Après quelques mois, toujours en attente de ma carte de résident, j'ai fait un entretien très intéressant: après la première entrevue mon CV est simplement devenu K.Kama. Mon Ndiaye avait disparu, le Khady aussi. Le manager qui m’a reçu avait très vite perçu que je trainais un gros handicap en terre parisienne: mon nom de famille (hommage à mon père qui doit surement se retourner dans sa tombe). Il était synonyme de banlieue, d’immigration, surtout de négritude. Une connotation très négative dans le monde du travail français. Bye bye Dominique bienvenue K.Kama. Les RH ne savaient plus du tout si j'étais un homme ou une femme et surtout ne pouvait plus situer mes origines. Ce petit subterfuge à la Leuk le lièvre7 venait d'anonymiser mon CV et de le rendre intéressant d'un trait. Il m’ouvrait la porte à des centaines d’opportunités professionnelles. Je me suis beaucoup amusé chaque fois que je me suis retrouvée en entretien avec “Monsieur Kama, Monsieur Kama” alors que j’étais la seule assise en salle d’attente. Je revois encore leurs têtes quand je m’avançais fièrement en disant “ C’est Mme Kama, bonjour”. En même temps que ma carte de résident, je décrochais une super mission chez Nortel Networks, en ce temps, le fleuron de l'industrie Télécoms. Sans même en avoir conscience j'allais aider à déployer la 3G qui a révolutionné l’internet mobile. Le chemin avait été semé d'embûches mais à chaque fois, même dans les situations les plus désespérées, j'avais trouvé la Dominique en moi, celle qui sait s'adapter.

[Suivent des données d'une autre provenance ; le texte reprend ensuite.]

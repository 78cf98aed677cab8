//! Error types for the client.

use thiserror::Error;

/// Errors surfaced by the client.
///
/// Bulk partial failures are not represented here; they are reported as
/// data inside [`BulkResult`](crate::bulk::BulkResult).
#[derive(Error, Debug)]
pub enum TernError {
    /// Connection, TLS, or timeout failure before a response was read.
    #[error("transport error: {0}")]
    Transport(String),

    /// The addressed document or index does not exist.
    #[error("not found: {0}")]
    NotFound(String),

    /// A version or write-condition check failed on the engine.
    #[error("conflict: {0}")]
    Conflict(String),

    /// A document could not be serialized to (or deserialized from) the
    /// wire format, or a field value contradicts the declared mapping.
    #[error("encoding error: {0}")]
    Encoding(String),

    /// The engine answered with a body the client cannot interpret.
    #[error("malformed response: {0}")]
    MalformedResponse(String),

    /// The engine rejected the request (an HTTP status outside the
    /// typed cases), with the reason extracted from the error body.
    #[error("engine rejected request ({status}): {reason}")]
    Server { status: u16, reason: String },

    /// A caller-supplied argument was rejected before any request was sent.
    #[error("invalid argument: {0}")]
    InvalidArgument(String),

    /// The client configuration is unusable.
    #[error("invalid configuration: {0}")]
    InvalidConfig(String),
}

impl TernError {
    pub fn transport(msg: impl Into<String>) -> Self {
        TernError::Transport(msg.into())
    }

    pub fn not_found(msg: impl Into<String>) -> Self {
        TernError::NotFound(msg.into())
    }

    pub fn conflict(msg: impl Into<String>) -> Self {
        TernError::Conflict(msg.into())
    }

    pub fn encoding(msg: impl Into<String>) -> Self {
        TernError::Encoding(msg.into())
    }

    pub fn malformed_response(msg: impl Into<String>) -> Self {
        TernError::MalformedResponse(msg.into())
    }

    pub fn server(status: u16, reason: impl Into<String>) -> Self {
        TernError::Server {
            status,
            reason: reason.into(),
        }
    }

    pub fn invalid_argument(msg: impl Into<String>) -> Self {
        TernError::InvalidArgument(msg.into())
    }

    pub fn invalid_config(msg: impl Into<String>) -> Self {
        TernError::InvalidConfig(msg.into())
    }
}

impl From<reqwest::Error> for TernError {
    fn from(e: reqwest::Error) -> Self {
        if e.is_timeout() {
            TernError::Transport(format!("request timed out: {e}"))
        } else if e.is_connect() {
            TernError::Transport(format!("connection failed: {e}"))
        } else if e.is_decode() {
            TernError::MalformedResponse(e.to_string())
        } else {
            TernError::Transport(e.to_string())
        }
    }
}

impl From<serde_json::Error> for TernError {
    fn from(e: serde_json::Error) -> Self {
        TernError::Encoding(e.to_string())
    }
}

/// Crate-wide result alias.
pub type Result<T> = std::result::Result<T, TernError>;
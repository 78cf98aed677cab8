use std::collections::HashMap;

use serde_json::{Map, Value, json};

use crate::data::Document;
use crate::query::Query;

/// Highlight configuration for a search request.
///
/// Matched terms in the listed fields come back wrapped in the pre/post
/// tag pair. Tags set with [`tags`](Highlight::tags) apply to every
/// field; [`field_with_tags`](Highlight::field_with_tags) overrides them
/// for one field. With no tags set the engine's defaults apply.
#[derive(Debug, Clone, Default, PartialEq)]
pub struct Highlight {
    fields: Vec<HighlightField>,
    pre_tag: Option<String>,
    post_tag: Option<String>,
}

#[derive(Debug, Clone, PartialEq)]
struct HighlightField {
    name: String,
    pre_tag: Option<String>,
    post_tag: Option<String>,
}

impl Highlight {
    pub fn new() -> Self {
        Self::default()
    }

    /// Request highlighting for a field.
    pub fn field(mut self, name: impl Into<String>) -> Self {
        self.fields.push(HighlightField {
            name: name.into(),
            pre_tag: None,
            post_tag: None,
        });
        self
    }

    /// Request highlighting for a field with its own tag pair.
    pub fn field_with_tags(
        mut self,
        name: impl Into<String>,
        pre: impl Into<String>,
        post: impl Into<String>,
    ) -> Self {
        self.fields.push(HighlightField {
            name: name.into(),
            pre_tag: Some(pre.into()),
            post_tag: Some(post.into()),
        });
        self
    }

    /// Set the tag pair wrapped around matched terms in every field.
    pub fn tags(mut self, pre: impl Into<String>, post: impl Into<String>) -> Self {
        self.pre_tag = Some(pre.into());
        self.post_tag = Some(post.into());
        self
    }

    /// Names of the fields highlighting was requested for.
    pub fn field_names(&self) -> impl Iterator<Item = &str> {
        self.fields.iter().map(|f| f.name.as_str())
    }

    pub(crate) fn to_json(&self) -> Value {
        let mut highlight = Map::new();
        if let Some(pre) = &self.pre_tag {
            highlight.insert("pre_tags".to_string(), json!([pre]));
        }
        if let Some(post) = &self.post_tag {
            highlight.insert("post_tags".to_string(), json!([post]));
        }

        let mut fields = Map::new();
        for field in &self.fields {
            let mut options = Map::new();
            if let Some(pre) = &field.pre_tag {
                options.insert("pre_tags".to_string(), json!([pre]));
            }
            if let Some(post) = &field.post_tag {
                options.insert("post_tags".to_string(), json!([post]));
            }
            fields.insert(field.name.clone(), Value::Object(options));
        }
        highlight.insert("fields".to_string(), Value::Object(fields));

        Value::Object(highlight)
    }
}

/// A search request: query tree, pagination window, highlighting.
#[derive(Debug, Clone, PartialEq)]
pub struct SearchRequest {
    /// The query tree.
    pub query: Query,

    /// Number of hits to skip (pagination offset). Engine default 0.
    pub from: Option<usize>,

    /// Maximum number of hits to return. Engine default when unset.
    pub size: Option<usize>,

    /// Highlight configuration.
    pub highlight: Option<Highlight>,
}

impl SearchRequest {
    pub fn new(query: impl Into<Query>) -> Self {
        Self {
            query: query.into(),
            from: None,
            size: None,
            highlight: None,
        }
    }

    pub fn builder() -> SearchRequestBuilder {
        SearchRequestBuilder::new()
    }

    /// Render the request body for the search endpoint.
    pub fn body_json(&self) -> Value {
        let mut body = Map::new();
        body.insert("query".to_string(), self.query.to_json());
        if let Some(from) = self.from {
            body.insert("from".to_string(), Value::from(from));
        }
        if let Some(size) = self.size {
            body.insert("size".to_string(), Value::from(size));
        }
        if let Some(highlight) = &self.highlight {
            body.insert("highlight".to_string(), highlight.to_json());
        }
        Value::Object(body)
    }
}

impl Default for SearchRequest {
    fn default() -> Self {
        Self::new(Query::MatchAll)
    }
}

pub struct SearchRequestBuilder {
    request: SearchRequest,
}

impl Default for SearchRequestBuilder {
    fn default() -> Self {
        Self::new()
    }
}

impl SearchRequestBuilder {
    pub fn new() -> Self {
        Self {
            request: SearchRequest::default(),
        }
    }

    pub fn query(mut self, query: impl Into<Query>) -> Self {
        self.request.query = query.into();
        self
    }

    pub fn from(mut self, from: usize) -> Self {
        self.request.from = Some(from);
        self
    }

    pub fn size(mut self, size: usize) -> Self {
        self.request.size = Some(size);
        self
    }

    pub fn highlight(mut self, highlight: Highlight) -> Self {
        self.request.highlight = Some(highlight);
        self
    }

    pub fn build(self) -> SearchRequest {
        self.request
    }
}

/// A single matched document.
#[derive(Debug, Clone)]
pub struct Hit {
    /// Document id.
    pub id: String,

    /// Relevance score; absent when the engine suppressed scoring.
    pub score: Option<f64>,

    /// The stored source document.
    pub document: Document,

    /// First highlighted fragment per requested field, when the
    /// highlight configuration matched.
    pub highlights: HashMap<String, String>,
}

/// Result of a search: total match count plus the returned window of
/// hits, in the engine's relevance order.
#[derive(Debug, Clone, Default)]
pub struct SearchResult {
    /// Total number of matching documents, which can exceed the number
    /// of hits returned in this window.
    pub total: u64,

    /// The returned hits, ranked by the engine.
    pub hits: Vec<Hit>,
}

impl SearchResult {
    pub fn len(&self) -> usize {
        self.hits.len()
    }

    pub fn is_empty(&self) -> bool {
        self.hits.is_empty()
    }
}
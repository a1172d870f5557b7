//! Configuration provider capabilities
//!
//! A provider is a ranked source of tweaks. Providers that can also list
//! every variable they know implement [`CustomizableConfigurationProvider`].
//! The capability is declared up front by wrapping the provider in the
//! matching [`Provider`] variant, so the coordinator never has to probe a
//! provider at runtime.

use std::fmt;
use std::sync::Arc;

use crate::logging::LogSink;
use crate::tweak::{Priority, Tweak};

/// A ranked source answering per-key lookups.
///
/// Implementations publish on their injected
/// [`ChangeChannel`](crate::ChangeChannel) whenever their data changes.
/// A provider that fails internally (malformed store, I/O) answers `None`.
pub trait ConfigurationProvider: Send + Sync {
    /// Label used in diagnostics and as the cached source of a resolution.
    fn name(&self) -> &str;

    /// Rank; higher is consulted first.
    fn priority(&self) -> Priority;

    /// Look up a single tweak.
    fn tweak(&self, feature: &str, variable: &str) -> Option<Tweak>;

    /// Replace the sink this provider logs through.
    fn set_log_sink(&self, _sink: LogSink) {}
}

/// A provider that can enumerate every variable it knows about.
pub trait CustomizableConfigurationProvider: ConfigurationProvider {
    fn all_variable_identifiers(&self) -> Vec<String>;
}

/// A provider together with its declared capability set.
#[derive(Clone)]
pub enum Provider {
    /// Lookup only.
    Plain(Arc<dyn ConfigurationProvider>),
    /// Lookup plus enumeration.
    Customizable(Arc<dyn CustomizableConfigurationProvider>),
}

impl Provider {
    pub fn plain(provider: impl ConfigurationProvider + 'static) -> Self {
        Provider::Plain(Arc::new(provider))
    }

    pub fn customizable(provider: impl CustomizableConfigurationProvider + 'static) -> Self {
        Provider::Customizable(Arc::new(provider))
    }

    pub fn name(&self) -> &str {
        match self {
            Provider::Plain(p) => p.name(),
            Provider::Customizable(p) => p.name(),
        }
    }

    pub fn priority(&self) -> Priority {
        match self {
            Provider::Plain(p) => p.priority(),
            Provider::Customizable(p) => p.priority(),
        }
    }

    pub fn tweak(&self, feature: &str, variable: &str) -> Option<Tweak> {
        match self {
            Provider::Plain(p) => p.tweak(feature, variable),
            Provider::Customizable(p) => p.tweak(feature, variable),
        }
    }

    pub fn set_log_sink(&self, sink: LogSink) {
        match self {
            Provider::Plain(p) => p.set_log_sink(sink),
            Provider::Customizable(p) => p.set_log_sink(sink),
        }
    }

    /// The enumeration capability, if this provider declared it.
    pub fn as_customizable(&self) -> Option<&Arc<dyn CustomizableConfigurationProvider>> {
        match self {
            Provider::Plain(_) => None,
            Provider::Customizable(p) => Some(p),
        }
    }

    pub fn is_customizable(&self) -> bool {
        matches!(self, Provider::Customizable(_))
    }
}

impl From<Arc<dyn ConfigurationProvider>> for Provider {
    fn from(provider: Arc<dyn ConfigurationProvider>) -> Self {
        Provider::Plain(provider)
    }
}

impl From<Arc<dyn CustomizableConfigurationProvider>> for Provider {
    fn from(provider: Arc<dyn CustomizableConfigurationProvider>) -> Self {
        Provider::Customizable(provider)
    }
}

impl fmt::Debug for Provider {
    fn fmt(&self, f: &mut fmt::Formatter<'_>) -> fmt::Result {
        f.debug_struct("Provider")
            .field("name", &self.name())
            .field("priority", &self.priority())
            .field("customizable", &self.is_customizable())
            .finish()
    }
}

impl fmt::Display for Provider {
    fn fmt(&self, f: &mut fmt::Formatter<'_>) -> fmt::Result {
        write!(f, "{} ({})", self.name(), self.priority())
    }
}

#[cfg(test)]
mod tests {
    use super::*;

    struct Fixed;

    impl ConfigurationProvider for Fixed {
        fn name(&self) -> &str {
            "fixed"
        }

        fn priority(&self) -> Priority {
            Priority::LOW
        }

        fn tweak(&self, _feature: &str, variable: &str) -> Option<Tweak> {
            (variable == "known").then(|| Tweak::new(variable).with_value(1))
        }
    }

    impl CustomizableConfigurationProvider for Fixed {
        fn all_variable_identifiers(&self) -> Vec<String> {
            vec!["known".to_string()]
        }
    }

    #[test]
    fn test_plain_has_no_enumeration() {
        let provider = Provider::plain(Fixed);
        assert!(!provider.is_customizable());
        assert!(provider.as_customizable().is_none());
        assert_eq!(provider.name(), "fixed");
    }

    #[test]
    fn test_customizable_exposes_enumeration() {
        let provider = Provider::customizable(Fixed);
        let customizable = provider.as_customizable().unwrap();
        assert_eq!(customizable.all_variable_identifiers(), vec!["known"]);
    }

    #[test]
    fn test_lookup_delegates() {
        let provider = Provider::customizable(Fixed);
        assert!(provider.tweak("f", "known").is_some());
        assert!(provider.tweak("f", "unknown").is_none());
        assert_eq!(provider.to_string(), "fixed (p3)");
    }
}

Mon conseil de maman: Il faut toujours avoir un plan B, la vie est rarement un long fleuve tranquille. Savoir s’adapter en toutes circonstances, s’adapter n’est pas se renier ; c’est simplement faire preuve d’intelligence et de maturité.
#3 Celle qui avait trouvé un mentor
A mon retour du Cameroun, je voulais changer de vie. J’étais encore consultante en SSII, et je passais mon temps à être ballotée de mission en mission au gré des envies de mon employeur et surtout sur des missions qui lui rapportaient beaucoup financièrement alors qu’ils ne m’intéressaient que peu et ne me faisaient pas progresser. J’ai très vite compris qu’en y restant, je n’allais que de frustration en frustration. J’ai donc décidé de trouver un nouveau boulot.
Je suis tombée un soir sur une annonce sur Monster, on y parlait d’USSD8. Après plusieurs heures de recherche, j’ai compris qu’il s’agissait des codes #123#, *123# etc. que j’avais utilisé tout au long de mon séjour au Cameroun. Je faisais bien des Télécoms, mais moi je déployais de la 3G, j’étais bien loin de cet univers qu’on appelait les services à valeur ajoutée. Néanmoins, j’ai envoyé mon CV, sans trop y croire. Quelques semaines plus tard, me voilà en entretien pour le fameux poste de chef de projet international.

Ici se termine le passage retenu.